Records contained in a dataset
__________________________________________________

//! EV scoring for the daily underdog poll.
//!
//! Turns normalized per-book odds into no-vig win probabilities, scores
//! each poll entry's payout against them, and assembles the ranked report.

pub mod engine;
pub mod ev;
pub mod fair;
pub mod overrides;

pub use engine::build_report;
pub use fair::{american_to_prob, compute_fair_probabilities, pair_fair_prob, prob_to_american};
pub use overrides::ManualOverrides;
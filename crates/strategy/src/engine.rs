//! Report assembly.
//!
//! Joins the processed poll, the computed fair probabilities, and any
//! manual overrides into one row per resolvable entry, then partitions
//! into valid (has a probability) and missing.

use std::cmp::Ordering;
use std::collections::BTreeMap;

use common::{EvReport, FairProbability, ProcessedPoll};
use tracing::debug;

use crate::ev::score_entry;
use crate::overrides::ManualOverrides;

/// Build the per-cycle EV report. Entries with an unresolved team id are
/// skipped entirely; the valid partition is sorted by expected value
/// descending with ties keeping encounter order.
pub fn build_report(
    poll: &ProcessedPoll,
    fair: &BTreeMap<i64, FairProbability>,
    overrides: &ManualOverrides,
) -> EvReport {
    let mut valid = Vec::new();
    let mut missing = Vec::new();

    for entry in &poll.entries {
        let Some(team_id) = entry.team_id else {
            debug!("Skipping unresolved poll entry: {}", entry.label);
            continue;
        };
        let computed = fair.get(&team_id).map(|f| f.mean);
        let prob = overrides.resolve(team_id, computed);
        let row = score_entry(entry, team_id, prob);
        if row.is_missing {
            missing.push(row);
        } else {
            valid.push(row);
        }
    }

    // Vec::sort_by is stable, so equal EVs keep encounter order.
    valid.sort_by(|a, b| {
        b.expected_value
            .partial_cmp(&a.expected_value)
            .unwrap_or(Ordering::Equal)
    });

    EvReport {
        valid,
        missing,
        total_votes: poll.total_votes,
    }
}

__________________________________________________

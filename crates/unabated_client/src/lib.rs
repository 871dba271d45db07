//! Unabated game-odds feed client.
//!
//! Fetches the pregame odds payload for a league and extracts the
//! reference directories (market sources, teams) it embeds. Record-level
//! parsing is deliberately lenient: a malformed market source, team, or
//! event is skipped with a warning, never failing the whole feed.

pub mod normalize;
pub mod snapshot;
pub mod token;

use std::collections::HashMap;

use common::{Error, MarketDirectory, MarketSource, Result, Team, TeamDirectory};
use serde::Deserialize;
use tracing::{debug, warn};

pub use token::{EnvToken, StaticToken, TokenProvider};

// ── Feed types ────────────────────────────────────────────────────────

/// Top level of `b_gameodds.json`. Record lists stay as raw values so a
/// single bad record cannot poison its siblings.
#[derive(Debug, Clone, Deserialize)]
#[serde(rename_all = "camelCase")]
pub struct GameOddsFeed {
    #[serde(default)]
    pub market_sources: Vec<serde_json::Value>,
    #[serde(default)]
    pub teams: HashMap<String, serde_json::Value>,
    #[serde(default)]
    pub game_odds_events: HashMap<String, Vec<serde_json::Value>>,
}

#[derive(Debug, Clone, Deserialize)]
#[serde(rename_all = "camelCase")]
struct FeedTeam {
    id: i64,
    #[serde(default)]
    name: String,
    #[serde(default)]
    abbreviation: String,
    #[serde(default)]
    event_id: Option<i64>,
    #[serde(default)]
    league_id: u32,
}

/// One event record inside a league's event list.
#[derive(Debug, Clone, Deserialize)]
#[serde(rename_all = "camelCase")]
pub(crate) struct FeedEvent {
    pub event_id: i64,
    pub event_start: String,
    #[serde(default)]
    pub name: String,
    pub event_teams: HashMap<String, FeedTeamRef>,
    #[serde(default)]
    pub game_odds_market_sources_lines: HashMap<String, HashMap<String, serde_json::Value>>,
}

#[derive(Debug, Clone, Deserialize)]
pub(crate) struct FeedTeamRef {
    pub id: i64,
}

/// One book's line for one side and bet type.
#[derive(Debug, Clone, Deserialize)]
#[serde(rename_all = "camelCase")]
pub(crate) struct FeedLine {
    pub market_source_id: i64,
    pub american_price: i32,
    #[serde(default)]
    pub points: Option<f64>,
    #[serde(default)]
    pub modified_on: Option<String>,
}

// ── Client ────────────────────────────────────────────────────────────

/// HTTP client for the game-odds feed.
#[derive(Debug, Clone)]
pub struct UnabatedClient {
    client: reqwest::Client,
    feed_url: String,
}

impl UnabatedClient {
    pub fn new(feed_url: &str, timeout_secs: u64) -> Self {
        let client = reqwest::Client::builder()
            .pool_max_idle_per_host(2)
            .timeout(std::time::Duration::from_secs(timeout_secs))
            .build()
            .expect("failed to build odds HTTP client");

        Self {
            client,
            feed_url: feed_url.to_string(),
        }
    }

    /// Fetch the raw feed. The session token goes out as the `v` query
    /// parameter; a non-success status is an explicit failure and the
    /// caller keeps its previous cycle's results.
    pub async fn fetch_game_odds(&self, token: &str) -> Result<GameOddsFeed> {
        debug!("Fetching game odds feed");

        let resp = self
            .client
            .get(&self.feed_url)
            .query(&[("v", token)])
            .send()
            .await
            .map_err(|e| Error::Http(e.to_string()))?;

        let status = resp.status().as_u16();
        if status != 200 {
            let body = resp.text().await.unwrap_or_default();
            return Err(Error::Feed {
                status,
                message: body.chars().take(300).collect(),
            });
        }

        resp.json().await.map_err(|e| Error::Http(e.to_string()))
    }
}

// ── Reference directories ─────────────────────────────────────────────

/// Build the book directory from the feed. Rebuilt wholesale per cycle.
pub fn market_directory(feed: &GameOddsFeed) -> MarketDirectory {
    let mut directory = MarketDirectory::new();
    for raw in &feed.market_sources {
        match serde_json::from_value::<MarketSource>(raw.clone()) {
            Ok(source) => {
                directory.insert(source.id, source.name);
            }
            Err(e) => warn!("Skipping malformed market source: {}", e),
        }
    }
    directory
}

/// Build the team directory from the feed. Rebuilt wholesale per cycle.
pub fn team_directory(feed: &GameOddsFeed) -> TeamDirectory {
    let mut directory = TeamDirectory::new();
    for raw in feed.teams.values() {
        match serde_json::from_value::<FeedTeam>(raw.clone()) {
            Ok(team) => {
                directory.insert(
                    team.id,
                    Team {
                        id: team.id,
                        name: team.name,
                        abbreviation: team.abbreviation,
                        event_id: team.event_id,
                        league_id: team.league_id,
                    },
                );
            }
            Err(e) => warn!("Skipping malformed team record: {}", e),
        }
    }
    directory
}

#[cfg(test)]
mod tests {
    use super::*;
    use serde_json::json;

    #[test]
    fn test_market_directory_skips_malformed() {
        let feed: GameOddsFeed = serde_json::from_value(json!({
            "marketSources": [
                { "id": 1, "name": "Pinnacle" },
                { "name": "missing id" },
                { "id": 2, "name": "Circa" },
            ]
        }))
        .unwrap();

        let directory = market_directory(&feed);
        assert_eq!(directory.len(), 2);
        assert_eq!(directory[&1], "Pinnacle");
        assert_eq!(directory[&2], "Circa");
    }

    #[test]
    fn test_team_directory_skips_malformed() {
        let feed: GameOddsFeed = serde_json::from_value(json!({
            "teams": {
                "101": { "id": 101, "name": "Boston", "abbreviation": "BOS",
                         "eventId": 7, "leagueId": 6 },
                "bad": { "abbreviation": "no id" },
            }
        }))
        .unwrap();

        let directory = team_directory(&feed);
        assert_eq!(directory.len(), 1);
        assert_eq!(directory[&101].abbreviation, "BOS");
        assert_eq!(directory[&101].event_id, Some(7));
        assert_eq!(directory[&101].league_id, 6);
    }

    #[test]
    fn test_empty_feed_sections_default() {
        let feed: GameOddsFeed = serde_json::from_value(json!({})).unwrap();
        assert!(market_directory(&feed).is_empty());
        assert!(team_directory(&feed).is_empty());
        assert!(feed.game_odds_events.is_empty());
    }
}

__________________________________________________

#### Your task:
I'd like the lines above from the one with "daily underdog poll." up to and including the one with "use std::cmp::Ordering;" copied exactly, with no other lines.

#### Written response:
//! EV scoring for the daily underdog poll.
//!
//! Turns normalized per-book odds into no-vig win probabilities, scores
//! each poll entry's payout against them, and assembles the ranked report.

pub mod engine;
pub mod ev;
pub mod fair;
pub mod overrides;

pub use engine::build_report;
pub use fair::{american_to_prob, compute_fair_probabilities, pair_fair_prob, prob_to_american};
pub use overrides::ManualOverrides;
filename crates/strategy/src/engine.rs
//! Report assembly.
//!
//! Joins the processed poll, the computed fair probabilities, and any
//! manual overrides into one row per resolvable entry, then partitions
//! into valid (has a probability) and missing.

use std::cmp::Ordering;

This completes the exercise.